How to keep a Firebase database sync with BigQuery? - node.js

We are working on a project where a lot of data is involved. Now we recently read about Google BigQuery. But how can we export the data to this platform? We have seen the sample of importing logs into Google BigQuery. But this does not contain information about updating and deleting data (only inserting).
So our objects are able to update their data. And we have a limited amount of queries on the BigQuery tables. How can we synchronize our data without exceeding the BigQuery quota limits.
Our current function code:
'use strict';
// Default imports.
const functions = require('firebase-functions');
const bigQuery = require('#google-cloud/bigquery')();
// If you want to change the nodes to listen to REMEMBER TO change the constants below.
// The 'id' field is AUTOMATICALLY added to the values, so you CANNOT add it.
const ROOT_NODE = 'categories';
const VALUES = [
'name'
];
// This function listens to the supplied root node.
// When the root node is completed empty all of the Google BigQuery rows will be removed.
// This function should only activate when the root node is deleted.
exports.root = functions.database.ref(ROOT_NODE).onWrite(event => {
if (event.data.exists()) {
return;
}
return bigQuery.query({
query: [
'DELETE FROM `stampwallet.' + ROOT_NODE + '`',
'WHERE true'
].join(' '),
params: []
});
});
// This function listens to the supplied root node, but on child added/removed/changed.
// When an object is inserted/deleted/updated the appropriate action will be taken.
exports.children = functions.database.ref(ROOT_NODE + '/{id}').onWrite(event => {
const id = event.params.id;
if (!event.data.exists()) {
return bigQuery.query({
query: [
'DELETE FROM `stampwallet.' + ROOT_NODE + '`',
'WHERE id = ?'
].join(' '),
params: [
id
]
});
}
const item = event.data.val();
if (event.data.previous.exists()) {
let update = [];
for (let index = 0; index < VALUES.length; index++) {
const value = VALUES[index];
update.push(item[value]);
}
update.push(id);
return bigQuery.query({
query: [
'UPDATE `stampwallet.' + ROOT_NODE + '`',
'SET ' + VALUES.join(' = ?, ') + ' = ?',
'WHERE id = ?'
].join(' '),
params: update
});
}
let template = [];
for (let index = 0; index < VALUES.length; index++) {
template.push('?');
}
let create = [];
create.push(id);
for (let index = 0; index < VALUES.length; index++) {
const value = VALUES[index];
create.push(item[value]);
}
return bigQuery.query({
query: [
'INSERT INTO `stampwallet.' + ROOT_NODE + '` (id, ' + VALUES.join(', ') + ')',
'VALUES (?, ' + template.join(', ') + ')'
].join(' '),
params: create
});
});
What would be the best way to sync firebase to bigquery?

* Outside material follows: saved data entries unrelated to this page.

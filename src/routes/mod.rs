//! Router assembly: HTTP endpoints, WebSocket upgrade, static files, CORS, and HTTP tracing.

use std::sync::Arc;

use axum::{
    routing::{get, post},
    Router,
};
use tower_http::{
    cors::{Any, CorsLayer},
    services::{ServeDir, ServeFile},
    trace::{DefaultMakeSpan, DefaultOnRequest, DefaultOnResponse, TraceLayer},
};
use tracing::Level;

use crate::state::AppState;

pub mod http;
pub mod ws;

/// Build the application router with:
/// - WebSocket at `/ws`
/// - REST-ish API under `/api/v1/...`
/// - Static SPA from `./static` with index fallback
/// - CORS (allow any origin/method/headers), adjust for production if needed
/// - HTTP trace layer (per-request spans w/ method, path, status, latency)
pub fn build_router(state: Arc<AppState>) -> Router {
    // Static files with SPA fallback
    let static_service = ServeDir::new("./static")
        .append_index_html_on_directories(true)
        .not_found_service(ServeFile::new("./static/index.html"));

    Router::new()
        // WebSocket
        .route("/ws", get(ws::ws_upgrade))
        // HTTP API
        .route("/api/v1/health", get(http::http_health))
        .route("/api/v1/challenge", get(http::http_get_challenge))
        .route("/api/v1/solution", get(http::http_get_solution))
        .route("/api/v1/run", post(http::http_post_run))
        .route("/api/v1/editor/continuation", post(http::http_post_continuation))
        .route("/api/v1/unit_test", get(http::http_get_unit_test))
        .route("/api/v1/unit_test/submit", post(http::http_post_submit_unit_test))
        // State + CORS + HTTP tracing
        .with_state(state)
        .layer(
            CorsLayer::new()
                .allow_origin(Any)
                .allow_methods(Any)
                .allow_headers(Any),
        )
        .layer(
            TraceLayer::new_for_http()
                .make_span_with(DefaultMakeSpan::new().level(Level::INFO))
                .on_request(DefaultOnRequest::new().level(Level::INFO))
                .on_response(DefaultOnResponse::new().level(Level::INFO)),
        )
        // Frontend fallback
        .fallback_service(static_service)
}
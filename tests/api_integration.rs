use std::collections::HashMap;
use std::sync::Arc;

use lualearn_backend::config::ContentConfig;
use lualearn_backend::domain::{ChallengeSource, Question, UnitTest};
use lualearn_backend::logic::{self, grade_unit_test};
use lualearn_backend::protocol::{test_to_out, to_out};
use lualearn_backend::state::{AppState, ContentRepository, InMemoryContent};
use lualearn_backend::verifier;

/// Fresh state backed by the builtin content only.
fn builtin_state() -> AppState {
    AppState { content: Arc::new(InMemoryContent::with_bank(None)) }
}

// ========== Challenge verification ==========

#[test]
fn every_builtin_solution_passes_its_own_challenge() {
    let state = builtin_state();
    for (unit, lesson) in state.content.challenge_slots() {
        let ch = state.get_challenge(unit, lesson).unwrap();
        let result = verifier::verify(&ch.solution, &ch);
        assert!(result.passed, "solution failed for unit {} lesson {}", unit, lesson);
        assert_eq!(result.output, ch.expected_output);
    }
}

#[test]
fn empty_submission_fails_every_challenge() {
    let state = builtin_state();
    for (unit, lesson) in state.content.challenge_slots() {
        let result = logic::run_challenge(&state, unit, lesson, "").unwrap();
        assert!(!result.passed);
        assert_eq!(result.output, vec![verifier::FAILURE_LINE.to_string()]);
    }
}

#[test]
fn run_is_idempotent() {
    let state = builtin_state();
    let a = logic::run_challenge(&state, 6, 1, "some attempt").unwrap();
    let b = logic::run_challenge(&state, 6, 1, "some attempt").unwrap();
    assert_eq!(a, b);
}

#[test]
fn comment_only_submission_passes_the_health_challenge() {
    // The checklist is blind to comments: all required snippets appear in a
    // single comment line, so this passes despite having no logic.
    let state = builtin_state();
    let submission = "-- if health >= 100 then \"Full Health\" \"Moderate Health\" \
                      \"Low Health\" \"Critical Health\" health >= 50 health >= 25";
    let result = logic::run_challenge(&state, 6, 1, submission).unwrap();
    assert!(result.passed);
}

#[test]
fn unknown_slot_yields_none() {
    let state = builtin_state();
    assert!(logic::run_challenge(&state, 99, 1, "code").is_none());
    assert!(logic::solution_for(&state, 99, 1).is_none());
    assert!(state.get_unit_test(99).is_none());
}

#[test]
fn solution_reveal_matches_stored_solution() {
    let state = builtin_state();
    let ch = state.get_challenge(3, 1).unwrap();
    assert_eq!(logic::solution_for(&state, 3, 1).unwrap(), ch.solution);
}

// ========== Unit-test grading ==========

#[test]
fn coding_question_solutions_pass_their_own_checklists() {
    let state = builtin_state();
    let test = state.get_unit_test(6).unwrap();
    for q in &test.questions {
        if let Question::Coding { solution, required_snippets, .. } = q {
            assert!(verifier::contains_all(solution, required_snippets));
        }
    }
}

#[test]
fn all_correct_submission_scores_100_and_passes() {
    let state = builtin_state();
    let test = state.get_unit_test(6).unwrap();

    let mut choices = HashMap::new();
    let mut code_answers = HashMap::new();
    for q in &test.questions {
        match q {
            Question::MultipleChoice { id, correct_answer, .. } => {
                choices.insert(*id, correct_answer.clone());
            }
            Question::Coding { id, solution, .. } => {
                code_answers.insert(*id, solution.clone());
            }
        }
    }

    let report = grade_unit_test(&test, &choices, &code_answers);
    assert_eq!(report.score, report.total);
    assert_eq!(report.percentage, 100);
    assert!(report.passed);
    assert!(report.results.iter().all(|r| r.correct));
}

#[test]
fn empty_submission_scores_0_and_fails() {
    let state = builtin_state();
    let test = state.get_unit_test(6).unwrap();
    let report = grade_unit_test(&test, &HashMap::new(), &HashMap::new());
    assert_eq!(report.score, 0);
    assert_eq!(report.percentage, 0);
    assert!(!report.passed);
}

#[test]
fn coding_question_case_flags_share_one_outcome() {
    let state = builtin_state();
    let test = state.get_unit_test(6).unwrap();
    let report = grade_unit_test(&test, &HashMap::new(), &HashMap::new());
    let coding = report
        .results
        .iter()
        .find(|r| !r.case_results.is_empty())
        .expect("unit 6 has a coding question");
    assert_eq!(coding.case_results, vec![false, false, false]);
}

fn choice_only_test(questions: u32) -> UnitTest {
    UnitTest {
        unit: 1,
        unit_title: "Synthetic".into(),
        questions: (1..=questions)
            .map(|id| Question::MultipleChoice {
                id,
                question: format!("q{}", id),
                options: vec!["a".into(), "b".into()],
                correct_answer: "a".into(),
            })
            .collect(),
    }
}

#[test]
fn pass_threshold_is_70_percent() {
    let test = choice_only_test(10);
    let answer = |n: u32| -> HashMap<u32, String> {
        (1..=n).map(|id| (id, "a".to_string())).collect()
    };

    let passing = grade_unit_test(&test, &answer(7), &HashMap::new());
    assert_eq!(passing.percentage, 70);
    assert!(passing.passed);

    let failing = grade_unit_test(&test, &answer(6), &HashMap::new());
    assert_eq!(failing.percentage, 60);
    assert!(!failing.passed);
}

// ========== Public DTOs ==========

#[test]
fn challenge_dto_never_leaks_solution_or_snippets() {
    let state = builtin_state();
    let ch = state.get_challenge(6, 1).unwrap();
    let value = serde_json::to_value(to_out(&ch)).unwrap();
    let obj = value.as_object().unwrap();
    assert!(!obj.contains_key("solution"));
    assert!(!obj.contains_key("requiredSnippets"));
    assert!(!obj.contains_key("expectedOutput"));
}

#[test]
fn unit_test_dto_never_leaks_answers() {
    let state = builtin_state();
    let test = state.get_unit_test(6).unwrap();
    let serialized = serde_json::to_string(&test_to_out(&test)).unwrap();
    assert!(!serialized.contains("correctAnswer"));
    assert!(!serialized.contains("correct_answer"));
    assert!(!serialized.contains("solution"));
    assert!(!serialized.contains("requiredSnippets"));
}

// ========== Content bank ==========

#[test]
fn bank_entries_shadow_builtins_for_the_same_slot() {
    let cfg: ContentConfig = toml::from_str(
        r#"
        [[challenges]]
        unit = 6
        lesson = 1
        title = "Replacement Health Challenge"
        solution = "print(\"ok\")"
        required_snippets = ["print"]
        expected_output = ["ok"]
        "#,
    )
    .unwrap();

    let state = AppState { content: Arc::new(InMemoryContent::with_bank(Some(cfg))) };
    let ch = state.get_challenge(6, 1).unwrap();
    assert_eq!(ch.title, "Replacement Health Challenge");
    assert_eq!(ch.source, ChallengeSource::ContentBank);

    // Builtins elsewhere are untouched.
    let other = state.get_challenge(3, 1).unwrap();
    assert_eq!(other.source, ChallengeSource::Builtin);
}

#[test]
fn bank_entries_without_snippets_are_skipped() {
    let cfg: ContentConfig = toml::from_str(
        r#"
        [[challenges]]
        unit = 6
        lesson = 1
        title = "Broken entry"
        "#,
    )
    .unwrap();

    let state = AppState { content: Arc::new(InMemoryContent::with_bank(Some(cfg))) };
    // The builtin keeps the slot.
    assert_eq!(state.get_challenge(6, 1).unwrap().source, ChallengeSource::Builtin);
}

// ========== Editor continuation through the logic layer ==========

#[test]
fn continuation_matches_the_editor_heuristic() {
    let through_logic = logic::continuation("  while x do").unwrap();
    assert_eq!(through_logic.insert, "    \n  end");
    assert_eq!(through_logic.cursor_col, 5);
    assert!(logic::continuation("return 1").is_none());
}
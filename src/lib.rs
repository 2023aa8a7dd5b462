//! Backend library for the LuaLearn trainer: the content repository, the
//! substring answer verifier, the editor block-continuation heuristic, and
//! the HTTP/WebSocket transport around them.

pub mod config;
pub mod content;
pub mod domain;
pub mod editor;
pub mod logic;
pub mod protocol;
pub mod routes;
pub mod state;
pub mod telemetry;
pub mod util;
pub mod verifier;
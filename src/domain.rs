//! Domain models used by the backend: challenges, unit tests, and results.

use serde::{Deserialize, Serialize};

/// Where did we get a challenge from?
#[derive(Clone, Debug, Serialize, Deserialize, PartialEq, Eq, Hash)]
#[serde(rename_all = "snake_case")]
pub enum ChallengeSource {
  ContentBank, // from user-provided TOML bank
  Builtin,     // compiled-in lesson content
}

/// A display-only test case attached to a coding exercise.
///
/// Cases are never executed: the verifier applies one substring check to the
/// whole submission and every case shares that outcome.
#[derive(Clone, Debug, Serialize, Deserialize)]
pub struct TestCase {
  pub input: serde_json::Value,
  pub expected: String,
}

/// A lesson's coding challenge, held in the content repository.
#[derive(Clone, Debug, Serialize, Deserialize)]
pub struct Challenge {
  pub unit: u32,
  pub lesson: u32,
  pub source: ChallengeSource,

  pub title: String,
  #[serde(default)] pub description: String,
  #[serde(default)] pub instructions: Vec<String>,

  pub starter_code: String,
  pub solution: String,

  /// Substrings a submission must contain, all of them, case-sensitive.
  pub required_snippets: Vec<String>,
  /// Lines displayed as the simulated program output on success.
  pub expected_output: Vec<String>,
  #[serde(default)] pub test_cases: Vec<TestCase>,
}

/// Outcome of one verification attempt. Recomputed on every run, never stored.
#[derive(Clone, Debug, Serialize, PartialEq)]
#[serde(rename_all = "camelCase")]
pub struct VerificationResult {
  pub passed: bool,
  pub output: Vec<String>,
  /// One flag per test case; empty when the challenge has none.
  pub case_results: Vec<bool>,
}

/// A unit's quiz: multiple-choice and coding questions.
#[derive(Clone, Debug, Serialize, Deserialize)]
pub struct UnitTest {
  pub unit: u32,
  pub unit_title: String,
  pub questions: Vec<Question>,
}

#[derive(Clone, Debug, Serialize, Deserialize)]
#[serde(tag = "type", rename_all = "snake_case")]
pub enum Question {
  MultipleChoice {
    id: u32,
    question: String,
    options: Vec<String>,
    correct_answer: String,
  },
  Coding {
    id: u32,
    question: String,
    starter_code: String,
    solution: String,
    required_snippets: Vec<String>,
    test_cases: Vec<TestCase>,
  },
}

impl Question {
  pub fn id(&self) -> u32 {
    match self {
      Question::MultipleChoice { id, .. } | Question::Coding { id, .. } => *id,
    }
  }
}

/// Graded outcome of one unit-test submission.
#[derive(Clone, Debug, Serialize, PartialEq)]
pub struct TestReport {
  pub results: Vec<QuestionResult>,
  pub score: u32,
  pub total: u32,
  pub percentage: u32,
  pub passed: bool,
}

#[derive(Clone, Debug, Serialize, PartialEq)]
#[serde(rename_all = "camelCase")]
pub struct QuestionResult {
  pub question_id: u32,
  pub correct: bool,
  /// Per-case flags for coding questions; empty for multiple choice.
  pub case_results: Vec<bool>,
}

BigQuery supports UPDATE and DELETE, but not frequent ones - BigQuery is an analytical database, not a transactional one.
To synchronize a transactional database with BigQuery you can use approaches like:
Export a daily dump, and import it into BigQuery.
Treat updates and deletes as new events, and keep appending events to your BigQuery event log.
Use a tool like https://github.com/MemedDev/mysql-to-google-bigquery.
Approaches like "BigQuery at WePay part III: Automating MySQL exports every 15 minutes with Airflow, and dealing with updates"
With Firebase you could schedule a daily load to BigQuery from their daily backups:
https://firebase.googleblog.com/2016/10/announcing-automated-daily-backups-for-the-firebase-database.html

... way to sync firebase to bigquery?
I recommend considering streaming all you data into BigQuery as a historical data. You can mark entries as new(insert), update or delete. Then, on BigQuery side, you can write query that will resolve most recent values for specific record based on whatever logic you have.
So your code can be reused almost 100% - just fix logic of UPDATE/DELETE to have it as INSERT
// When an object is inserted/deleted/updated the appropriate action will be taken.
So our objects are able to update their data. And we have a limited amount of queries on the BigQuery tables. How can we synchronize our data without exceeding the BigQuery quota limits?
Yes, BigQuery supports UPDATE, DELETE, INSERT as a part of Data Manipulation Language.
General availability was announced in BigQuery Standard SQL at March 8, 2017
Before considering using this feature for syncing BigQuery with transactional data – please take a look at Quotas, Pricing and Known Issues.
Below are some excerpts!
Quotas (excerpts)
DML statements are significantly more expensive to process than SELECT statements.
• Maximum UPDATE/DELETE statements per day per table: 96
• Maximum UPDATE/DELETE statements per day per project: 1,000
Pricing (excerpts, extra highlighting + comment added)
BigQuery charges for DML queries based on the number of bytes processed by the query.
The number of bytes processed is calculated as follows:
UPDATE Bytes processed = sum of bytes in referenced fields in the scanned tables + the sum of bytes for all fields in the updated table at the time the UPDATE starts.
DELETE Bytes processed = sum of bytes of referenced fields in the scanned tables + sum of bytes for all fields in the modified table at the time the DELETE starts.
Comment by post author: As you can see you will be charged for whole table scan even though you update just one row! This is a key here for decision making, I think!
Known Issues (excerpts)
• DML statements cannot be used to modify tables with REQUIRED fields in their schema.
• Each DML statement initiates an implicit transaction, which means that changes made by the statement are automatically committed at the end of each successful DML statement. There is no support for multi-statement transactions.
• The following combinations of DML statements are allowed to run concurrently on a table:
UPDATE and INSERT
DELETE and INSERT
INSERT and INSERT
Otherwise one of the DML statements will be aborted.
For example, if two UPDATE statements execute simultaneously against the table then only one of them will succeed.
• Tables that have been written to recently via BigQuery Streaming (tabledata.insertall) cannot be modified using UPDATE or DELETE statements. To check if the table has a streaming buffer, check the tables.get response for a section named streamingBuffer. If it is absent, the table can be modified using UPDATE or DELETE statements.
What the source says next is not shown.